Access control comparison: static scopes vs. per-run vault keys

Property	Stripe Restricted Key	Per-run vault key (Keybrake)
Endpoint authorization	Yes — scope to specific API methods	Yes — allowed_endpoints allowlist per key
Per-run dollar cap	No — no spend limit per key issuance	Yes — daily_usd_cap enforced pre-call
Per-run revoke	No — rotating the key kills all users of it	Yes — DELETE one key, one run stops
Per-call audit with run context	No — Stripe logs by key, not run_id	Yes — label field in every audit log entry
Expiry scoped to run	No — Restricted Keys don't auto-expire	Yes — expires_in TTL per vault key
Vendor coverage	Stripe only	Any vendor API (Stripe, Twilio, Resend, etc.)

How Keybrake fits

Keybrake provides the enforcement layer for AI agent access control. Authentication (admin API key, OAuth) and authorization (vault key endpoint allowlist, equivalent to scopes) are both present in the vault key issuance call — but the critical additions are the per-run dollar cap, the TTL, and the per-run label. The proxy enforces the cap pre-call: when cumulative spend in a run reaches daily_usd_cap, the next request returns 429 before reaching Stripe. The label field ties every audit log entry to the agent run ID — one query by label reconstructs the full cost of any specific run. The DELETE endpoint revokes a single run's key without touching any other run's credential.

Get early access

Related questions

How does this relate to zero-trust security for AI agents?

Zero-trust assumes no implicit trust based on network location — every request must be authenticated and authorized. For AI agents, zero-trust's "authenticate every request" principle means per-run credentials, not shared long-lived keys. Per-run vault keys implement zero-trust at the request level: each agent execution is authenticated by its vault key, and authorization is scoped to that execution's endpoint allowlist and spend cap. The Keybrake proxy is the policy enforcement point (PEP) in zero-trust terms — it evaluates every request against the vault key's policy before forwarding it. See AI agent zero-trust for a full mapping of zero-trust principles to agent execution patterns.

How do per-run vault keys interact with multi-agent systems?

In multi-agent systems (orchestrator + sub-agents, CrewAI teams, LangGraph multi-actor), each agent should have its own vault key. An orchestrator that spawns sub-agents issues a vault key for each sub-agent's budget — typically a fraction of the orchestrator's total budget. A sub-agent that exceeds its cap is stopped without stopping the orchestrator or other sub-agents. The orchestrator's own vault key covers its direct vendor calls (orchestration overhead). This per-agent-per-run model provides attribution: you can query Keybrake's audit log by sub-agent label to see each agent's individual contribution to the run's total spend.

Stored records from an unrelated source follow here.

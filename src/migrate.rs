use anyhow::Result;
use sqlx::SqlitePool;

use crate::config::Config;
use crate::db;

/// Creates the database file and schema. Idempotent.
pub async fn run_migrations(config: &Config) -> Result<()> {
    let pool = db::connect(config).await?;
    apply(&pool).await?;
    pool.close().await;
    Ok(())
}

/// Applies the schema to an open pool. Idempotent.
pub async fn apply(pool: &SqlitePool) -> Result<()> {
    // Single-key store: each row holds one JSON document under a fixed key
    sqlx::query(
        r#"
        CREATE TABLE IF NOT EXISTS kv_store (
            key TEXT PRIMARY KEY,
            value TEXT NOT NULL,
            updated_at INTEGER NOT NULL
        )
        "#,
    )
    .execute(pool)
    .await?;

    Ok(())
}
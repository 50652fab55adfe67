//! HTTP API tests, driven in-process through the router.

use std::sync::atomic::{AtomicUsize, Ordering};
use std::sync::Arc;

use anyhow::Result;
use async_trait::async_trait;
use axum::body::Body;
use axum::http::{Request, StatusCode};
use axum::Router;
use http_body_util::BodyExt;
use serde_json::{json, Value};
use tokio::sync::Notify;
use tower::ServiceExt;

use text_sleuth::dispatch::{AI_DETECTION_FAILURE, EMPTY_INPUT_MESSAGE};
use text_sleuth::history::{HistoryStore, MemoryHistoryStore};
use text_sleuth::llm::{AnalysisProvider, DisabledProvider};
use text_sleuth::models::{AiDetection, PlagiarismReport};
use text_sleuth::server::{router, AppState};

const BOUNDARY: &str = "sleuth-test-boundary";

#[derive(Default)]
struct FixedProvider {
    calls: AtomicUsize,
}

#[async_trait]
impl AnalysisProvider for FixedProvider {
    fn name(&self) -> &str {
        "fixed"
    }

    async fn detect_ai(&self, _text: &str) -> Result<AiDetection> {
        self.calls.fetch_add(1, Ordering::SeqCst);
        Ok(AiDetection {
            is_ai_generated: true,
            confidence_score: 0.87,
        })
    }

    async fn check_plagiarism(&self, _text: &str) -> Result<PlagiarismReport> {
        self.calls.fetch_add(1, Ordering::SeqCst);
        Ok(PlagiarismReport {
            similarity_percentage: 42.0,
            source_urls: vec![
                "https://example.com/a".to_string(),
                "https://example.org/b".to_string(),
            ],
        })
    }
}

fn app_with(provider: Arc<dyn AnalysisProvider>) -> (Router, Arc<MemoryHistoryStore>) {
    let history = Arc::new(MemoryHistoryStore::new());
    let state = AppState::new(provider, history.clone(), 1024 * 1024);
    (router(state), history)
}

fn json_request(uri: &str, body: Value) -> Request<Body> {
    Request::builder()
        .method("POST")
        .uri(uri)
        .header("content-type", "application/json")
        .body(Body::from(body.to_string()))
        .unwrap()
}

fn upload_request(uri: &str, file_name: &str, content_type: &str, bytes: &[u8]) -> Request<Body> {
    let mut body = Vec::new();
    body.extend_from_slice(format!("--{}\r\n", BOUNDARY).as_bytes());
    body.extend_from_slice(
        format!(
            "Content-Disposition: form-data; name=\"file\"; filename=\"{}\"\r\n",
            file_name
        )
        .as_bytes(),
    );
    body.extend_from_slice(format!("Content-Type: {}\r\n\r\n", content_type).as_bytes());
    body.extend_from_slice(bytes);
    body.extend_from_slice(format!("\r\n--{}--\r\n", BOUNDARY).as_bytes());

    Request::builder()
        .method("POST")
        .uri(uri)
        .header(
            "content-type",
            format!("multipart/form-data; boundary={}", BOUNDARY),
        )
        .body(Body::from(body))
        .unwrap()
}

fn get_request(uri: &str) -> Request<Body> {
    Request::builder().uri(uri).body(Body::empty()).unwrap()
}

fn delete_request(uri: &str) -> Request<Body> {
    Request::builder()
        .method("DELETE")
        .uri(uri)
        .body(Body::empty())
        .unwrap()
}

async fn send(app: &Router, req: Request<Body>) -> (StatusCode, Value) {
    let resp = app.clone().oneshot(req).await.unwrap();
    let status = resp.status();
    let bytes = resp.into_body().collect().await.unwrap().to_bytes();
    let body = serde_json::from_slice(&bytes).unwrap_or(Value::Null);
    (status, body)
}

#[tokio::test]
async fn health_reports_version() {
    let (app, _) = app_with(Arc::new(FixedProvider::default()));
    let (status, body) = send(&app, get_request("/health")).await;
    assert_eq!(status, StatusCode::OK);
    assert_eq!(body["status"], "ok");
    assert_eq!(body["version"], env!("CARGO_PKG_VERSION"));
}

#[tokio::test]
async fn ai_detection_returns_result_and_view() {
    let (app, history) = app_with(Arc::new(FixedProvider::default()));
    let (status, body) = send(
        &app,
        json_request("/api/ai-detection", json!({ "text": "Some pasted essay" })),
    )
    .await;

    assert_eq!(status, StatusCode::OK);
    assert_eq!(body["result"], json!({ "isAiGenerated": true, "confidenceScore": 0.87 }));
    assert_eq!(body["view"]["view"], "ai-detection");
    assert_eq!(body["view"]["label"], "AI");
    assert_eq!(body["view"]["percent"], 87);
    assert!(body["html"].as_str().unwrap().contains("value=\"87\""));

    let records = history.list().await.unwrap();
    assert_eq!(records.len(), 1);
    assert_eq!(body["id"], records[0].id.as_str());
}

#[tokio::test]
async fn plagiarism_lists_sources_in_order() {
    let (app, _) = app_with(Arc::new(FixedProvider::default()));
    let (status, body) = send(
        &app,
        json_request("/api/plagiarism", json!({ "text": "Some pasted essay" })),
    )
    .await;

    assert_eq!(status, StatusCode::OK);
    assert_eq!(body["view"]["view"], "plagiarism");
    assert_eq!(body["view"]["percent"], 42);
    assert_eq!(body["view"]["looks_original"], false);
    assert_eq!(body["view"]["sources"][0]["url"], "https://example.com/a");
    assert_eq!(body["view"]["sources"][1]["url"], "https://example.org/b");
}

#[tokio::test]
async fn empty_text_is_bad_request_without_provider_call() {
    let provider = Arc::new(FixedProvider::default());
    let (app, history) = app_with(provider.clone());

    let (status, body) = send(&app, json_request("/api/ai-detection", json!({ "text": "  \n" }))).await;
    assert_eq!(status, StatusCode::BAD_REQUEST);
    assert_eq!(body["error"]["code"], "bad_request");
    assert_eq!(body["error"]["message"], EMPTY_INPUT_MESSAGE);
    assert_eq!(provider.calls.load(Ordering::SeqCst), 0);
    assert!(history.list().await.unwrap().is_empty());
}

#[tokio::test]
async fn malformed_body_uses_error_contract() {
    let (app, _) = app_with(Arc::new(FixedProvider::default()));
    let req = Request::builder()
        .method("POST")
        .uri("/api/plagiarism")
        .header("content-type", "application/json")
        .body(Body::from("{not json"))
        .unwrap();
    let (status, body) = send(&app, req).await;
    assert_eq!(status, StatusCode::BAD_REQUEST);
    assert_eq!(body["error"]["code"], "bad_request");
}

#[tokio::test]
async fn provider_failure_is_fixed_message() {
    let (app, history) = app_with(Arc::new(DisabledProvider));
    let (status, body) = send(
        &app,
        json_request("/api/ai-detection", json!({ "text": "hello" })),
    )
    .await;

    assert_eq!(status, StatusCode::BAD_GATEWAY);
    assert_eq!(body["error"]["code"], "analysis_failed");
    assert_eq!(body["error"]["message"], AI_DETECTION_FAILURE);
    assert!(history.list().await.unwrap().is_empty());
}

#[tokio::test]
async fn text_upload_is_analyzed() {
    let provider = Arc::new(FixedProvider::default());
    let (app, history) = app_with(provider.clone());
    let (status, body) = send(
        &app,
        upload_request(
            "/api/ai-detection/upload",
            "essay.txt",
            "text/plain",
            b"An essay from a file.",
        ),
    )
    .await;

    assert_eq!(status, StatusCode::OK);
    assert_eq!(body["view"]["label"], "AI");
    assert_eq!(provider.calls.load(Ordering::SeqCst), 1);
    assert_eq!(history.list().await.unwrap()[0].text, "An essay from a file.");
}

#[tokio::test]
async fn zero_byte_upload_is_empty_file() {
    let provider = Arc::new(FixedProvider::default());
    let (app, _) = app_with(provider.clone());
    let (status, body) = send(
        &app,
        upload_request("/api/plagiarism/upload", "empty.txt", "text/plain", b""),
    )
    .await;

    assert_eq!(status, StatusCode::UNPROCESSABLE_ENTITY);
    assert_eq!(body["error"]["code"], "empty_file");
    assert!(body["error"]["message"]
        .as_str()
        .unwrap()
        .starts_with("Empty file"));
    assert_eq!(provider.calls.load(Ordering::SeqCst), 0);
}

#[tokio::test]
async fn disallowed_upload_is_unsupported_media_type() {
    let provider = Arc::new(FixedProvider::default());
    let (app, _) = app_with(provider.clone());
    let (status, body) = send(
        &app,
        upload_request(
            "/api/ai-detection/upload",
            "photo.png",
            "image/png",
            &[0x89, b'P', b'N', b'G'],
        ),
    )
    .await;

    assert_eq!(status, StatusCode::UNSUPPORTED_MEDIA_TYPE);
    assert_eq!(body["error"]["code"], "invalid_file");
    assert_eq!(provider.calls.load(Ordering::SeqCst), 0);
}

#[tokio::test]
async fn corrupt_pdf_is_extraction_failure() {
    let (app, _) = app_with(Arc::new(FixedProvider::default()));
    let (status, body) = send(
        &app,
        upload_request(
            "/api/ai-detection/upload",
            "broken.pdf",
            "application/pdf",
            b"not a valid pdf",
        ),
    )
    .await;

    assert_eq!(status, StatusCode::UNPROCESSABLE_ENTITY);
    assert_eq!(body["error"]["code"], "extraction_failed");
    assert_eq!(body["error"]["message"], "Failed to extract text from PDF");
}

#[tokio::test]
async fn oversized_upload_is_too_large_at_any_size() {
    let provider = Arc::new(FixedProvider::default());
    let (app, _) = app_with(provider.clone());

    // just over the upload limit, and past the multipart framing allowance
    for size in [1024 * 1024 + 10, 1024 * 1024 + 200 * 1024] {
        let bytes = vec![b'a'; size];
        let (status, body) = send(
            &app,
            upload_request("/api/ai-detection/upload", "big.txt", "text/plain", &bytes),
        )
        .await;
        assert_eq!(status, StatusCode::PAYLOAD_TOO_LARGE, "size {}", size);
        assert_eq!(body["error"]["code"], "too_large", "size {}", size);
    }
    assert_eq!(provider.calls.load(Ordering::SeqCst), 0);
}

#[tokio::test]
async fn oversized_json_body_is_too_large() {
    let (app, _) = app_with(Arc::new(FixedProvider::default()));
    let text = "a".repeat(1024 * 1024 + 200 * 1024);
    let (status, body) = send(&app, json_request("/api/plagiarism", json!({ "text": text }))).await;
    assert_eq!(status, StatusCode::PAYLOAD_TOO_LARGE);
    assert_eq!(body["error"]["code"], "too_large");
}

#[tokio::test]
async fn upload_without_file_field_is_bad_request() {
    let (app, _) = app_with(Arc::new(FixedProvider::default()));
    let body = format!(
        "--{b}\r\nContent-Disposition: form-data; name=\"text\"\r\n\r\nhello\r\n--{b}--\r\n",
        b = BOUNDARY
    );
    let req = Request::builder()
        .method("POST")
        .uri("/api/plagiarism/upload")
        .header(
            "content-type",
            format!("multipart/form-data; boundary={}", BOUNDARY),
        )
        .body(Body::from(body))
        .unwrap();
    let (status, body) = send(&app, req).await;
    assert_eq!(status, StatusCode::BAD_REQUEST);
    assert_eq!(body["error"]["code"], "bad_request");
}

#[tokio::test]
async fn history_get_and_delete() {
    let (app, _) = app_with(Arc::new(FixedProvider::default()));

    let (_, first) = send(&app, json_request("/api/ai-detection", json!({ "text": "first" }))).await;
    let (_, second) = send(&app, json_request("/api/plagiarism", json!({ "text": "second" }))).await;
    let first_id = first["id"].as_str().unwrap().to_string();
    let second_id = second["id"].as_str().unwrap().to_string();

    let (status, list) = send(&app, get_request("/api/history")).await;
    assert_eq!(status, StatusCode::OK);
    assert_eq!(list["records"].as_array().unwrap().len(), 2);
    assert_eq!(list["records"][0]["type"], "ai-detection");
    assert_eq!(list["records"][1]["type"], "plagiarism");

    let (status, entry) = send(&app, get_request(&format!("/api/history/{}", second_id))).await;
    assert_eq!(status, StatusCode::OK);
    assert_eq!(entry["record"]["text"], "second");
    assert_eq!(entry["view"]["view"], "plagiarism");

    let (status, deleted) = send(&app, delete_request(&format!("/api/history/{}", first_id))).await;
    assert_eq!(status, StatusCode::OK);
    assert_eq!(deleted["deleted"], true);

    let (status, body) = send(&app, delete_request(&format!("/api/history/{}", first_id))).await;
    assert_eq!(status, StatusCode::NOT_FOUND);
    assert_eq!(body["error"]["code"], "not_found");

    let (_, list) = send(&app, get_request("/api/history")).await;
    let records = list["records"].as_array().unwrap();
    assert_eq!(records.len(), 1);
    assert_eq!(records[0]["id"], second_id.as_str());
}

#[tokio::test]
async fn unknown_history_id_is_not_found() {
    let (app, _) = app_with(Arc::new(FixedProvider::default()));
    let (status, body) = send(&app, get_request("/api/history/does-not-exist")).await;
    assert_eq!(status, StatusCode::NOT_FOUND);
    assert_eq!(body["error"]["code"], "not_found");
}

/// Blocks AI detection until released.
#[derive(Default)]
struct GatedProvider {
    entered: Notify,
    release: Notify,
}

#[async_trait]
impl AnalysisProvider for GatedProvider {
    fn name(&self) -> &str {
        "gated"
    }

    async fn detect_ai(&self, _text: &str) -> Result<AiDetection> {
        self.entered.notify_one();
        self.release.notified().await;
        Ok(AiDetection {
            is_ai_generated: false,
            confidence_score: 0.1,
        })
    }

    async fn check_plagiarism(&self, _text: &str) -> Result<PlagiarismReport> {
        Ok(PlagiarismReport {
            similarity_percentage: 0.0,
            source_urls: vec![],
        })
    }
}

#[tokio::test]
async fn second_request_for_busy_tool_is_rejected() {
    let provider = Arc::new(GatedProvider::default());
    let (app, _) = app_with(provider.clone());

    let first = tokio::spawn(
        app.clone()
            .oneshot(json_request("/api/ai-detection", json!({ "text": "one" }))),
    );
    provider.entered.notified().await;

    let (status, body) = send(&app, json_request("/api/ai-detection", json!({ "text": "two" }))).await;
    assert_eq!(status, StatusCode::CONFLICT);
    assert_eq!(body["error"]["code"], "busy");

    // the other tool is independent
    let (status, body) = send(&app, json_request("/api/plagiarism", json!({ "text": "three" }))).await;
    assert_eq!(status, StatusCode::OK);
    assert_eq!(body["view"]["looks_original"], true);

    provider.release.notify_one();
    let resp = first.await.unwrap().unwrap();
    assert_eq!(resp.status(), StatusCode::OK);
}
//! Core data models used throughout TextSleuth.
//!
//! These types represent the inputs, analysis results, and history records
//! that flow between the extractor, the dispatcher, the presenter, and the
//! history store.

use chrono::{DateTime, Utc};
use serde::{Deserialize, Serialize};

use crate::extract::DocumentType;

/// Which external analysis to run.
///
/// Serialized in kebab-case (`ai-detection`, `plagiarism`), which is also the
/// `type` value persisted on [`HistoryRecord`]s.
#[derive(Debug, Clone, Copy, PartialEq, Eq, Hash, Serialize, Deserialize)]
#[serde(rename_all = "kebab-case")]
pub enum AnalysisKind {
    AiDetection,
    Plagiarism,
}

impl AnalysisKind {
    pub fn as_str(&self) -> &'static str {
        match self {
            AnalysisKind::AiDetection => "ai-detection",
            AnalysisKind::Plagiarism => "plagiarism",
        }
    }

    /// Human-readable tool name, as shown in history listings.
    pub fn title(&self) -> &'static str {
        match self {
            AnalysisKind::AiDetection => "AI Detection",
            AnalysisKind::Plagiarism => "Plagiarism Check",
        }
    }
}

impl std::fmt::Display for AnalysisKind {
    fn fmt(&self, f: &mut std::fmt::Formatter<'_>) -> std::fmt::Result {
        f.write_str(self.as_str())
    }
}

impl std::str::FromStr for AnalysisKind {
    type Err = anyhow::Error;

    fn from_str(s: &str) -> Result<Self, Self::Err> {
        match s {
            "ai-detection" => Ok(AnalysisKind::AiDetection),
            "plagiarism" => Ok(AnalysisKind::Plagiarism),
            other => anyhow::bail!("unknown analysis kind: '{}'", other),
        }
    }
}

/// Text that has passed validation and may be sent to the model.
///
/// Never empty or whitespace-only; the only way to obtain one is
/// [`AnalysisInput::new`].
#[derive(Debug, Clone, PartialEq, Eq)]
pub struct AnalysisInput(String);

impl AnalysisInput {
    pub fn new(text: impl Into<String>) -> Result<Self, InputError> {
        let text = text.into();
        if text.trim().is_empty() {
            return Err(InputError::EmptyText);
        }
        Ok(Self(text))
    }

    pub fn as_str(&self) -> &str {
        &self.0
    }

    pub fn into_inner(self) -> String {
        self.0
    }
}

/// Validation failure while turning user input into an [`AnalysisInput`].
#[derive(Debug, thiserror::Error)]
pub enum InputError {
    #[error("Text input cannot be empty.")]
    EmptyText,
    #[error(transparent)]
    Extract(#[from] crate::extract::ExtractError),
}

/// One user-selected file, immutable once created.
#[derive(Debug, Clone)]
pub struct UploadedFile {
    pub file_name: String,
    /// Declared MIME type, as sent by the client.
    pub mime_type: String,
    pub bytes: Vec<u8>,
}

impl UploadedFile {
    pub fn new(file_name: impl Into<String>, mime_type: impl Into<String>, bytes: Vec<u8>) -> Self {
        Self {
            file_name: file_name.into(),
            mime_type: mime_type.into(),
            bytes,
        }
    }

    /// Builds an upload from a local path, declaring the MIME type from the
    /// file extension. Unknown extensions are declared as
    /// `application/octet-stream` so the extractor rejects them.
    pub fn from_path(path: &std::path::Path) -> anyhow::Result<Self> {
        use anyhow::Context;

        let bytes = std::fs::read(path)
            .with_context(|| format!("Failed to read file: {}", path.display()))?;
        let mime_type = DocumentType::from_path(path)
            .map(|t| t.mime())
            .unwrap_or("application/octet-stream");
        let file_name = path
            .file_name()
            .map(|n| n.to_string_lossy().into_owned())
            .unwrap_or_else(|| path.display().to_string());
        Ok(Self::new(file_name, mime_type, bytes))
    }
}

/// Where the text to analyze comes from. Pasted text and an uploaded file
/// are mutually exclusive.
#[derive(Debug, Clone)]
pub enum InputSource {
    FreeText(String),
    UploadedDocument(UploadedFile),
}

impl InputSource {
    /// Produces validated text, extracting uploads on the blocking pool.
    pub async fn resolve(self) -> Result<AnalysisInput, InputError> {
        match self {
            InputSource::FreeText(text) => AnalysisInput::new(text),
            InputSource::UploadedDocument(file) => {
                let text = crate::extract::extract_upload(file).await?;
                AnalysisInput::new(text)
            }
        }
    }

    pub fn describe(&self) -> String {
        match self {
            InputSource::FreeText(text) => format!("{} chars of text", text.chars().count()),
            InputSource::UploadedDocument(file) => format!("file {}", file.file_name),
        }
    }
}

/// Output schema of the AI-detection prompt.
#[derive(Debug, Clone, PartialEq, Serialize, Deserialize)]
#[serde(rename_all = "camelCase")]
pub struct AiDetection {
    pub is_ai_generated: bool,
    /// Confidence in `[0, 1]`.
    pub confidence_score: f64,
}

/// Output schema of the plagiarism prompt.
#[derive(Debug, Clone, PartialEq, Serialize, Deserialize)]
#[serde(rename_all = "camelCase")]
pub struct PlagiarismReport {
    /// Similarity in `[0, 100]`.
    pub similarity_percentage: f64,
    #[serde(default)]
    pub source_urls: Vec<String>,
}

/// A successful analysis. Serialized untagged so the JSON is exactly the
/// schema of whichever operation produced it.
#[derive(Debug, Clone, PartialEq, Serialize, Deserialize)]
#[serde(untagged)]
pub enum AnalysisResult {
    AiDetection(AiDetection),
    Plagiarism(PlagiarismReport),
}

impl AnalysisResult {
    pub fn kind(&self) -> AnalysisKind {
        match self {
            AnalysisResult::AiDetection(_) => AnalysisKind::AiDetection,
            AnalysisResult::Plagiarism(_) => AnalysisKind::Plagiarism,
        }
    }

    pub fn to_json(&self) -> serde_json::Value {
        serde_json::to_value(self).unwrap_or(serde_json::Value::Null)
    }
}

/// A failed analysis, `{ "error": "<message>" }` on the wire.
#[derive(Debug, Clone, PartialEq, Eq, Serialize, Deserialize, thiserror::Error)]
#[error("{error}")]
pub struct AnalysisError {
    pub error: String,
}

impl AnalysisError {
    pub fn new(message: impl Into<String>) -> Self {
        Self {
            error: message.into(),
        }
    }
}

/// One persisted past analysis.
///
/// `result` is kept as loose JSON: records written by older producers may
/// use other field names, which the presenter probes for.
#[derive(Debug, Clone, PartialEq, Serialize, Deserialize)]
pub struct HistoryRecord {
    pub id: String,
    #[serde(rename = "type")]
    pub kind: AnalysisKind,
    pub text: String,
    pub result: serde_json::Value,
    pub timestamp: DateTime<Utc>,
}

impl HistoryRecord {
    pub fn new(kind: AnalysisKind, text: impl Into<String>, result: serde_json::Value) -> Self {
        Self {
            id: uuid::Uuid::new_v4().to_string(),
            kind,
            text: text.into(),
            result,
            timestamp: Utc::now(),
        }
    }
}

How is this different from what OPA (Open Policy Agent) provides?

OPA evaluates policy at request time against structured policy documents (Rego). It can express complex authorization rules: "agent X can call endpoint Y if attribute Z is true." OPA is an excellent tool for Tier 2 (authorization) — it can encode nuanced allowlist policies. But OPA is stateless: it evaluates each request independently. Cumulative spend caps require stateful counters that accumulate across requests for the same run — OPA's Rego evaluation doesn't natively maintain counters across requests. Enforcing a $500 per-run cap requires a stateful service that tracks how much the run has spent so far, not a per-request policy evaluation. Keybrake's atomic counter per vault key is that stateful enforcement layer. OPA and Keybrake are complementary: OPA for complex authorization rules, Keybrake for stateful cumulative spend enforcement.